### DATA SUPPLIED

// SPDX-License-Identifier: MIT
// Copyright 2026 Roland Dreier <roland@rolandd.dev>

//! Pickem-Rewards companion service
//!
//! Exposes balance, offers, redemption and purchase state to the app shell,
//! backed by the points ledger and the native store bridge.

use pickem_rewards::{
    config::Config,
    services::{LedgerClient, SessionRegistry, StoreBridgeClient},
    AppState,
};
use std::sync::Arc;
use std::time::Duration;
use tracing_subscriber::{layer::SubscriberExt, util::SubscriberInitExt};

/// How often idle sessions are swept
const SESSION_SWEEP_INTERVAL: Duration = Duration::from_secs(60);

#[tokio::main]
async fn main() -> Result<(), Box<dyn std::error::Error>> {
    init_logging()?;

    let config = Config::from_env()?;
    tracing::info!(port = config.port, "Starting Pickem-Rewards service");

    let ledger = LedgerClient::new(config.backend_url.clone(), config.backend_timeout)?;
    tracing::info!(backend = %config.backend_url, "Ledger client initialized");

    let store = StoreBridgeClient::new(config.store_bridge_url.clone())?;
    tracing::info!(bridge = %config.store_bridge_url, "Store bridge client initialized");

    let sessions = SessionRegistry::new(
        Arc::new(ledger),
        Arc::new(store),
        config.session_settings(),
    );

    // Warm the store connection; sessions retry lazily if this fails.
    if let Err(e) = sessions.catalog().initialize().await {
        tracing::warn!(error = %e, "Store initialization failed at startup");
    }

    let state = Arc::new(AppState {
        config: config.clone(),
        sessions,
    });

    spawn_session_sweeper(state.clone());

    let app = pickem_rewards::routes::create_router(state);

    let addr = format!("0.0.0.0:{}", config.port);
    let listener = tokio::net::TcpListener::bind(&addr).await?;
    tracing::info!(address = %addr, "Server listening");

    axum::serve(listener, app).await?;
    Ok(())
}

/// Periodically drop sessions idle longer than `SESSION_IDLE_SECS`.
fn spawn_session_sweeper(state: Arc<AppState>) {
    tokio::spawn(async move {
        let mut ticker = tokio::time::interval(SESSION_SWEEP_INTERVAL);
        loop {
            ticker.tick().await;
            let evicted = state.sessions.evict_idle(state.config.session_idle);
            if evicted > 0 {
                tracing::info!(evicted, remaining = state.sessions.len(), "Evicted idle sessions");
            }
        }
    });
}

/// Initialize structured JSON logging.
fn init_logging() -> Result<(), Box<dyn std::error::Error>> {
    let format = tracing_subscriber::fmt::layer()
        .json()
        .with_target(false)
        .with_current_span(true)
        .flatten_event(true);

    tracing_subscriber::registry()
        .with(
            tracing_subscriber::EnvFilter::from_default_env()
                .add_directive("pickem_rewards=debug".parse()?)
                .add_directive("info".parse()?),
        )
        .with(format)
        .init();
    Ok(())
}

### EXERCISE DESCRIPTION
Lines above that contain the string "evicted" make up the answer.

### COMPLETED EXERCISE
            let evicted = state.sessions.evict_idle(state.config.session_idle);
            if evicted > 0 {
                tracing::info!(evicted, remaining = state.sessions.len(), "Evicted idle sessions");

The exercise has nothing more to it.